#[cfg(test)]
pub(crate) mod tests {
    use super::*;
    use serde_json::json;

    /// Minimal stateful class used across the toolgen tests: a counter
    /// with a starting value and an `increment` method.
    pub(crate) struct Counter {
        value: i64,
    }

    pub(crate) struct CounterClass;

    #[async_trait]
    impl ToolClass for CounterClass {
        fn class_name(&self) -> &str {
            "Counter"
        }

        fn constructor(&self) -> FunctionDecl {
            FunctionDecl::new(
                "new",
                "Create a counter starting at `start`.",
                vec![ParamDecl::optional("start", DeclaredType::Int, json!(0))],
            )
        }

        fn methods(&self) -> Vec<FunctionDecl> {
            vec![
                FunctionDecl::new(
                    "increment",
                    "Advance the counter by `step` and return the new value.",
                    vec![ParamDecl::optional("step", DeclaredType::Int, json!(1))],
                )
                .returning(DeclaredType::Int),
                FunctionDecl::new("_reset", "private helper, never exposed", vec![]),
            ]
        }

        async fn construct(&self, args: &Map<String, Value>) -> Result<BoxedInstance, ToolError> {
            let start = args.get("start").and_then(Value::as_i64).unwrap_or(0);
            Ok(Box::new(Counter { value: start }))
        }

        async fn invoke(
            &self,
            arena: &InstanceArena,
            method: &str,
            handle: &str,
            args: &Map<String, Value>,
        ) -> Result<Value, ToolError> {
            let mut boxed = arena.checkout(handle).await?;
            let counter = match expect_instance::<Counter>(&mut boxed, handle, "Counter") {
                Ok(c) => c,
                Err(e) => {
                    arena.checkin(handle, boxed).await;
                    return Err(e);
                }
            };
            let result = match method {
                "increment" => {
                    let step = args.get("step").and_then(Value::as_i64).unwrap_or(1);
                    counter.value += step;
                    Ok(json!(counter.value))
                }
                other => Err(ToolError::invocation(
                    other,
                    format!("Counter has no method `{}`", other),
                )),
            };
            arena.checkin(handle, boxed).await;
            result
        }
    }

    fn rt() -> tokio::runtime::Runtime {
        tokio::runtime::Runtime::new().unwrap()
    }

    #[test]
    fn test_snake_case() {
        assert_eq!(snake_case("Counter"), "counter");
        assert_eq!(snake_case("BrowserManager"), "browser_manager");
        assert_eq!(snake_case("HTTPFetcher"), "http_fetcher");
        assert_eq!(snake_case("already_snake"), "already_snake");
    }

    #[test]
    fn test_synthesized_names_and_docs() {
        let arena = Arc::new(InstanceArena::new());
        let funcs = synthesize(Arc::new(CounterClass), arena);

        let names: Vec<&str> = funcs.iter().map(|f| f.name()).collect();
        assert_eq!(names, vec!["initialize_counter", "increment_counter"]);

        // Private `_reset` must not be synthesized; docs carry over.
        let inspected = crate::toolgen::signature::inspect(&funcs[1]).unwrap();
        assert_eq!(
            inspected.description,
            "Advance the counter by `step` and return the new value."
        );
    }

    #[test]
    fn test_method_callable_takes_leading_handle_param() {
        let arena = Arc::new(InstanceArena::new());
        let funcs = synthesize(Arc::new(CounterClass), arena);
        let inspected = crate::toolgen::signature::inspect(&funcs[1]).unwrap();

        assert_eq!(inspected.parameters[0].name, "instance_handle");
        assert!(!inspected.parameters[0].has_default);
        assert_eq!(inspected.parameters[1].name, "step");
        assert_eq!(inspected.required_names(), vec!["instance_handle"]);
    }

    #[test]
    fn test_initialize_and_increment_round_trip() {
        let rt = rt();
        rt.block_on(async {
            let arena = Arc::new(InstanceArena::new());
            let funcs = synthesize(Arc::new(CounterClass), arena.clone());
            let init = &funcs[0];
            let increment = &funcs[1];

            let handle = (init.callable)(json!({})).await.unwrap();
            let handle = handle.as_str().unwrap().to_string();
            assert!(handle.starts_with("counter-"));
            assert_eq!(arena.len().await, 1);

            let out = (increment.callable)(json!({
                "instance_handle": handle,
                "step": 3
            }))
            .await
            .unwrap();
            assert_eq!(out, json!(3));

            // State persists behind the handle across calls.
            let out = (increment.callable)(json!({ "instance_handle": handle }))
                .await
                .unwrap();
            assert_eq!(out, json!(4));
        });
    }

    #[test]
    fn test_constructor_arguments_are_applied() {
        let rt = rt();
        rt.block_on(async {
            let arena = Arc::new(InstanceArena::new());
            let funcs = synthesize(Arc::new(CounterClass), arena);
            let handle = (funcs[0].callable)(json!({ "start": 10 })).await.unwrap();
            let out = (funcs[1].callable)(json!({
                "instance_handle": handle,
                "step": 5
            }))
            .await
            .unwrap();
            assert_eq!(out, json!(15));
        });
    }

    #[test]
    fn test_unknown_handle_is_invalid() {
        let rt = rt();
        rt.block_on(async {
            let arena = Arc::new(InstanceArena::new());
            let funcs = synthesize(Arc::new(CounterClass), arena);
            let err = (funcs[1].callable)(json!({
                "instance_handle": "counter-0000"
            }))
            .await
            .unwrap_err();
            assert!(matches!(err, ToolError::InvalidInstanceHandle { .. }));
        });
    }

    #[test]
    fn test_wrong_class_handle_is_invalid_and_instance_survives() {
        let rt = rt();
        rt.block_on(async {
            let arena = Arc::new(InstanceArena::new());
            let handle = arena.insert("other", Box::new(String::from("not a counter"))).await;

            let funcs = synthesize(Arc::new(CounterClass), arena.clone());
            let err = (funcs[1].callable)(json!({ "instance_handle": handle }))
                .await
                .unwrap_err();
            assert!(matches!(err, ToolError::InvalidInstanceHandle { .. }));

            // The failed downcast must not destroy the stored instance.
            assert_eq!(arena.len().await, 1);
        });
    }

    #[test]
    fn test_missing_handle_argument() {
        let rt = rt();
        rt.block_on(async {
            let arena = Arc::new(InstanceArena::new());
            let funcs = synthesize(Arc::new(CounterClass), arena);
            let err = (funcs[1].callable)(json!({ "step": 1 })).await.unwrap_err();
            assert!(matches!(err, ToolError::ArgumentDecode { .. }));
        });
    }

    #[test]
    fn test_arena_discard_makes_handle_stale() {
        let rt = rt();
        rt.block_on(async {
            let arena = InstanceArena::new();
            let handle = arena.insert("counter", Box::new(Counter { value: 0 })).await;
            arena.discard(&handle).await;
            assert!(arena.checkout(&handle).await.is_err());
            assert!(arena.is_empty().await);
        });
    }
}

__________

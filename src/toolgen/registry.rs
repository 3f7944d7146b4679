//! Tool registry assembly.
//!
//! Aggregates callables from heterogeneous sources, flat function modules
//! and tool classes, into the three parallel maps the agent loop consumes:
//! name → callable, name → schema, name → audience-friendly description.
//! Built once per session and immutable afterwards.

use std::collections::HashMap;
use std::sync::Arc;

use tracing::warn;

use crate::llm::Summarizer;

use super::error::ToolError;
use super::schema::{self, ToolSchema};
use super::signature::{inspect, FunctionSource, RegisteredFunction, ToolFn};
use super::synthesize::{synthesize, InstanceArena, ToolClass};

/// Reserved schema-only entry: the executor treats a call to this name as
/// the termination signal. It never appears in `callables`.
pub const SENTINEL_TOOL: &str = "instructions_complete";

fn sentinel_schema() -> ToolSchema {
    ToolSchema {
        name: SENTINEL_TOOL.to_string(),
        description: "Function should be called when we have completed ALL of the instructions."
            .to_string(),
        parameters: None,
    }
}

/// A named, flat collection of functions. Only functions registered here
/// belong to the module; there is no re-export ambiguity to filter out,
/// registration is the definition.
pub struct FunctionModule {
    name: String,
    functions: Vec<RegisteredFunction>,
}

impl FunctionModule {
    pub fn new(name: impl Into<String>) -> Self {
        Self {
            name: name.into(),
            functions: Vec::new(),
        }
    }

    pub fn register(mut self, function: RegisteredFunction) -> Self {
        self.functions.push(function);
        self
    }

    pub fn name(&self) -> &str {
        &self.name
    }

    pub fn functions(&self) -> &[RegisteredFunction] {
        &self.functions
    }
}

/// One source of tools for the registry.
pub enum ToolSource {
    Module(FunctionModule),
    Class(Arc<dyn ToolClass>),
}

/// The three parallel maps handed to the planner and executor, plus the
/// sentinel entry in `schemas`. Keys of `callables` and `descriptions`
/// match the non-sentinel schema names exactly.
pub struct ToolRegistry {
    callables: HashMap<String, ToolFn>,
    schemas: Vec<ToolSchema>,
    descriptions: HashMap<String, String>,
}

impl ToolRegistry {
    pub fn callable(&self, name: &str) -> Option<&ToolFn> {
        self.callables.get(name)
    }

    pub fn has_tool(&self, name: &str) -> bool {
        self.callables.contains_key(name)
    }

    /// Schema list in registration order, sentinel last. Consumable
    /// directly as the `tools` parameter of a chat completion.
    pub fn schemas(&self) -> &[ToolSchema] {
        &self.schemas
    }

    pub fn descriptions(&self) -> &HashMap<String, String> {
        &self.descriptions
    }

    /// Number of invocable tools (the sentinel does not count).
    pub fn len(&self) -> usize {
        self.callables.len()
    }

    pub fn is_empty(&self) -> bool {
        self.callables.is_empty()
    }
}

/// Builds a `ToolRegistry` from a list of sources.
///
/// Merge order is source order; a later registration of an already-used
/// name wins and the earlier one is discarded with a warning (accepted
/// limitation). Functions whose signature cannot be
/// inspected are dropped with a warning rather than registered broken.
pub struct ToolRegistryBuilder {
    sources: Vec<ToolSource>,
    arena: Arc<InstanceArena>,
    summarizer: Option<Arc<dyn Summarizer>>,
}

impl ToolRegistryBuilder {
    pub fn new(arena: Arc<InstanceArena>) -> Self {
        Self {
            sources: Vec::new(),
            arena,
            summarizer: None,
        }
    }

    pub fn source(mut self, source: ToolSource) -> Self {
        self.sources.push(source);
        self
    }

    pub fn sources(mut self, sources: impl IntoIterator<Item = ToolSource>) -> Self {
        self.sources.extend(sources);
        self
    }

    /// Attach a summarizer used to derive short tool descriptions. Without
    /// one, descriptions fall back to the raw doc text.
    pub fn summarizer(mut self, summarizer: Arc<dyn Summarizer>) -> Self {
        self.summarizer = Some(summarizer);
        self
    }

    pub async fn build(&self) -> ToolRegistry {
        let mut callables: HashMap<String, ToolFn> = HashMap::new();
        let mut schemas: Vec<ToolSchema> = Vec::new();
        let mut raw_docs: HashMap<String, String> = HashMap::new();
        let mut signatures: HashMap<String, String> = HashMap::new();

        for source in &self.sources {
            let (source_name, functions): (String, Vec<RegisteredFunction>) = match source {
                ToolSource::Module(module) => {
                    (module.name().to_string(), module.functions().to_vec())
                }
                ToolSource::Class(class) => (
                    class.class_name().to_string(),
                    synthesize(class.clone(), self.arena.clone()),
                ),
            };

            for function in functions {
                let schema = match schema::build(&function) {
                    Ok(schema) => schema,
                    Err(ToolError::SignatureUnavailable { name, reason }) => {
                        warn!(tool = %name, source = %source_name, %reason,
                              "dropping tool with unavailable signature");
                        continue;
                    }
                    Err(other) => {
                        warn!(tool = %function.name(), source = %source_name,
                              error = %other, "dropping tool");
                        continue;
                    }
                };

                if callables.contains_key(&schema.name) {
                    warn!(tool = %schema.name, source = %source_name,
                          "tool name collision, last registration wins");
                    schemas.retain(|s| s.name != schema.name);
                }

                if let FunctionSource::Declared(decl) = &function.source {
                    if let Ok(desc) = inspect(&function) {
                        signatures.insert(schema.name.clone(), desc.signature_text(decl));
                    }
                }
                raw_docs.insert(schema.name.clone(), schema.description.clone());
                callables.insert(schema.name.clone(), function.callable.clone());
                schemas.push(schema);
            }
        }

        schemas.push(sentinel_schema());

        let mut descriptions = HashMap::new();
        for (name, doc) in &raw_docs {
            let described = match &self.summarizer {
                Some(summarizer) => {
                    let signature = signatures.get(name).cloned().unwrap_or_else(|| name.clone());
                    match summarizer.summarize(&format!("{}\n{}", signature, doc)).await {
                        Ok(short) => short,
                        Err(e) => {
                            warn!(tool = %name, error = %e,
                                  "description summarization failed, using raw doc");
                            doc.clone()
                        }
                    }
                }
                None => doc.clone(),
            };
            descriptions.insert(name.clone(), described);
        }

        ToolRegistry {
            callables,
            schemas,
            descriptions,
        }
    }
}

__________

Task instructions: For the word "insert", how many lines in the records above contain it? Answer with the number and nothing else.

Written solution: 6